It all began in the calm early hours of a day that promised high stakes. I was boarding a flight to get to a meeting with one of India’s most noteworthy businessmen to discuss a project we had just won. Instead of a dignified, meticulously planned journey, the universe decided to serve me layered doses of chaos.
Picture this: I’m scrambling to catch a flight from Mumbai, only to discover that my assistant’s mix-up has landed me on a red-eye flight instead of the intended 5:30 PM. He apparently treats AM and PM as if they were interchangeable symbols. Now I know what Wodehouse meant when he recognized someone as having just enough sense to open his mouth when hunger called – and no more. I am screaming “not so good-a-morning” while arriving at the airport half-awake, wondering if I’d accidentally discovered time travel. Apparently, in the world of corporate scheduling, red eyes are a badge of honour, even if they lead to a very different kind of early start.
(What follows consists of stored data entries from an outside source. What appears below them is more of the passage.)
// Copyright (C) 2026 Michael Wilson <mike@mdwn.dev>
//
// This program is free software: you can redistribute it and/or modify it under
// the terms of the GNU General Public License as published by the Free Software
// Foundation, version 3.
//
// This program is distributed in the hope that it will be useful, but WITHOUT
// ANY WARRANTY; without even the implied warranty of MERCHANTABILITY or FITNESS
// FOR A PARTICULAR PURPOSE. See the GNU General Public License for more details.
//
// You should have received a copy of the GNU General Public License along with
// this program. If not, see <https://www.gnu.org/licenses/>.
//

use std::{
    fs,
    path::{Path, PathBuf},
    sync::Arc,
    time::SystemTime,
};

use parking_lot::{Mutex, RwLock};
use tracing::{debug, info, warn};

use super::{
    profile::{rewrite_device_selectors, WarningProfile},
    ConfigError,
};
use crate::{
    alerts::Category,
    audio::{resolve_selector, DeviceSelector, OutputBackend},
};

/// The template new aircraft profiles are cloned from. Also the profile used when no aircraft
/// has been seen yet.
const TEMPLATE_NAME: &str = "default";

const PROFILE_EXTENSION: &str = "cfg";

/// An immutable view of the active profile and the file it came from.
#[derive(Debug)]
pub struct ProfileSnapshot {
    aircraft: Option<String>,
    path: PathBuf,
    profile: Arc<WarningProfile>,
    modified: SystemTime,
}

#[cfg(test)]
impl ProfileSnapshot {
    pub fn path(&self) -> &Path {
        &self.path
    }

    /// The modification time of the backing file as of the last load.
    pub fn modified(&self) -> SystemTime {
        self.modified
    }
}

/// Holds the live warning profile. Readers get cheap `Arc` snapshots; every load, reload
/// and profile file rewrite is serialized through a single writer lock, so the dispatcher
/// and the hot-reload monitor can't interleave writes to the same file.
pub struct ConfigurationStore {
    profiles_dir: PathBuf,
    devices: Arc<dyn OutputBackend>,
    active: RwLock<Arc<ProfileSnapshot>>,
    writer: Mutex<()>,
}

impl ConfigurationStore {
    /// Opens the store and loads the profile for the given aircraft, or the default template.
    pub fn open(
        profiles_dir: &Path,
        devices: Arc<dyn OutputBackend>,
        aircraft: Option<&str>,
    ) -> Result<ConfigurationStore, ConfigError> {
        let names = device_names(devices.as_ref())?;
        if names.is_empty() {
            return Err(ConfigError::NoOutputDevice(devices.host_name()));
        }

        let snapshot = read_snapshot(profiles_dir, devices.as_ref(), aircraft, None)?;
        info!(
            path = %snapshot.path.display(),
            aircraft = snapshot.aircraft.as_deref().unwrap_or(TEMPLATE_NAME),
            "Loaded warning profile"
        );

        Ok(ConfigurationStore {
            profiles_dir: profiles_dir.to_path_buf(),
            devices,
            active: RwLock::new(Arc::new(snapshot)),
            writer: Mutex::new(()),
        })
    }

    /// Makes the given aircraft's profile active, cloning the template if the aircraft has
    /// never been seen before.
    pub fn load(&self, aircraft: Option<&str>) -> Result<Arc<WarningProfile>, ConfigError> {
        self.reload(aircraft)
    }

    /// Re-parses the given aircraft's profile and atomically replaces the active one.
    pub fn reload(&self, aircraft: Option<&str>) -> Result<Arc<WarningProfile>, ConfigError> {
        let _writer = self.writer.lock();
        self.replace(aircraft)
    }

    /// Reloads the active profile if its backing file changed since it was loaded. Returns the
    /// new profile, or None if nothing changed.
    pub fn reload_if_modified(&self) -> Result<Option<Arc<WarningProfile>>, ConfigError> {
        let _writer = self.writer.lock();

        let current = self.snapshot();
        let modified = self.current_modification_time()?;
        if modified == current.modified {
            return Ok(None);
        }

        debug!(path = %current.path.display(), "Profile modified, reloading");
        self.replace(current.aircraft.as_deref()).map(Some)
    }

    /// The last-write time of the active profile's backing file.
    pub fn current_modification_time(&self) -> Result<SystemTime, ConfigError> {
        modification_time(&self.snapshot().path)
    }

    /// Returns the live profile.
    pub fn active_profile(&self) -> Arc<WarningProfile> {
        self.active.read().profile.clone()
    }

    /// Returns the aircraft the live profile belongs to.
    pub fn active_aircraft(&self) -> Option<String> {
        self.active.read().aircraft.clone()
    }

    pub fn snapshot(&self) -> Arc<ProfileSnapshot> {
        self.active.read().clone()
    }

    /// Must be called with the writer lock held.
    fn replace(&self, aircraft: Option<&str>) -> Result<Arc<WarningProfile>, ConfigError> {
        let previous = self.snapshot();
        let snapshot = read_snapshot(
            &self.profiles_dir,
            self.devices.as_ref(),
            aircraft,
            Some(&previous),
        )?;
        let profile = snapshot.profile.clone();

        info!(
            path = %snapshot.path.display(),
            aircraft = snapshot.aircraft.as_deref().unwrap_or(TEMPLATE_NAME),
            "Loaded warning profile"
        );
        *self.active.write() = Arc::new(snapshot);
        Ok(profile)
    }
}

/// Maps an aircraft identifier onto a safe file stem.
fn sanitize(aircraft: &str) -> String {
    aircraft
        .trim()
        .chars()
        .map(|c| {
            if c.is_ascii_alphanumeric() || c == '-' || c == '_' {
                c
            } else {
                '_'
            }
        })
        .collect()
}

fn profile_path(profiles_dir: &Path, aircraft: Option<&str>) -> PathBuf {
    let stem = match aircraft {
        Some(aircraft) => sanitize(aircraft),
        None => TEMPLATE_NAME.to_string(),
    };
    profiles_dir.join(stem).with_extension(PROFILE_EXTENSION)
}

fn modification_time(path: &Path) -> Result<SystemTime, ConfigError> {
    fs::metadata(path)
        .and_then(|metadata| metadata.modified())
        .map_err(|e| ConfigError::io(path, e))
}

fn device_names(devices: &dyn OutputBackend) -> Result<Vec<String>, ConfigError> {
    devices
        .device_names()
        .map_err(|e| ConfigError::DeviceEnumeration(e.to_string()))
}

/// Reads a profile from disk, creating it from the template if needed and persisting any
/// index device selectors as names.
fn read_snapshot(
    profiles_dir: &Path,
    devices: &dyn OutputBackend,
    aircraft: Option<&str>,
    previous: Option<&ProfileSnapshot>,
) -> Result<ProfileSnapshot, ConfigError> {
    let path = profile_path(profiles_dir, aircraft);

    if !path.exists() {
        let template = profile_path(profiles_dir, None);
        if !template.exists() {
            return Err(ConfigError::MissingTemplate(template));
        }
        fs::copy(&template, &path).map_err(|e| ConfigError::io(&path, e))?;
        info!(
            path = %path.display(),
            template = %template.display(),
            "Created profile from template"
        );
    }

    let text = fs::read_to_string(&path).map_err(|e| ConfigError::io(&path, e))?;

    // Fields that fail to parse keep the value from the last good read of the same file.
    let base = match previous {
        Some(previous) if previous.path == path => previous.profile.as_ref().clone(),
        _ => WarningProfile::default(),
    };
    let parsed = WarningProfile::parse(&text, &base);
    for error in &parsed.errors {
        warn!(path = %path.display(), %error, "Ignoring invalid profile field");
    }
    let mut profile = parsed.profile;

    let indexed: Vec<(Category, DeviceSelector)> = Category::ALL
        .into_iter()
        .filter(|category| matches!(profile.device(*category), DeviceSelector::Index(_)))
        .map(|category| (category, profile.device(category).clone()))
        .collect();

    if !indexed.is_empty() {
        let names = device_names(devices)?;
        let mut resolved = Vec::with_capacity(indexed.len());
        for (category, selector) in indexed {
            let name = resolve_selector(&names, &selector)
                .ok_or_else(|| ConfigError::NoOutputDevice(devices.host_name()))?;
            info!(
                category = %category,
                selector = %selector,
                device = %name,
                "Resolved device index"
            );
            profile.set_device(category, DeviceSelector::Name(name.clone()));
            resolved.push((category, name));
        }

        let rewritten = rewrite_device_selectors(&text, &resolved);
        if rewritten != text {
            fs::write(&path, rewritten).map_err(|e| ConfigError::io(&path, e))?;
            debug!(path = %path.display(), "Persisted resolved device names");
        }
    }

    let modified = modification_time(&path)?;

    Ok(ProfileSnapshot {
        aircraft: aircraft.map(str::to_string),
        path,
        profile: Arc::new(profile),
        modified,
    })
}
In my rush, the packing took a nosedive into absurdity—I’m not even sure if I have managed to pack sufficient clothes. And if that wasn’t enough, as someone who is fussy about changing at least twice a day, the glaring shortage of inner wear became the cherry on top of an already precarious situation.
Just as I was recovering from the shock of my unintended nocturnal journey, my taxi driver—let’s call him Mr. Perpetual Reminder—gave me a piece of advice I won’t soon forget: “Sir, you really should read your ticket carefully.” And all this with the gentle authority of someone who’s seen it all. It seems even taxi drivers have a vested interest in my punctuality, or at least in ensuring I don’t add “misread ticket” to my list of daily faux pas.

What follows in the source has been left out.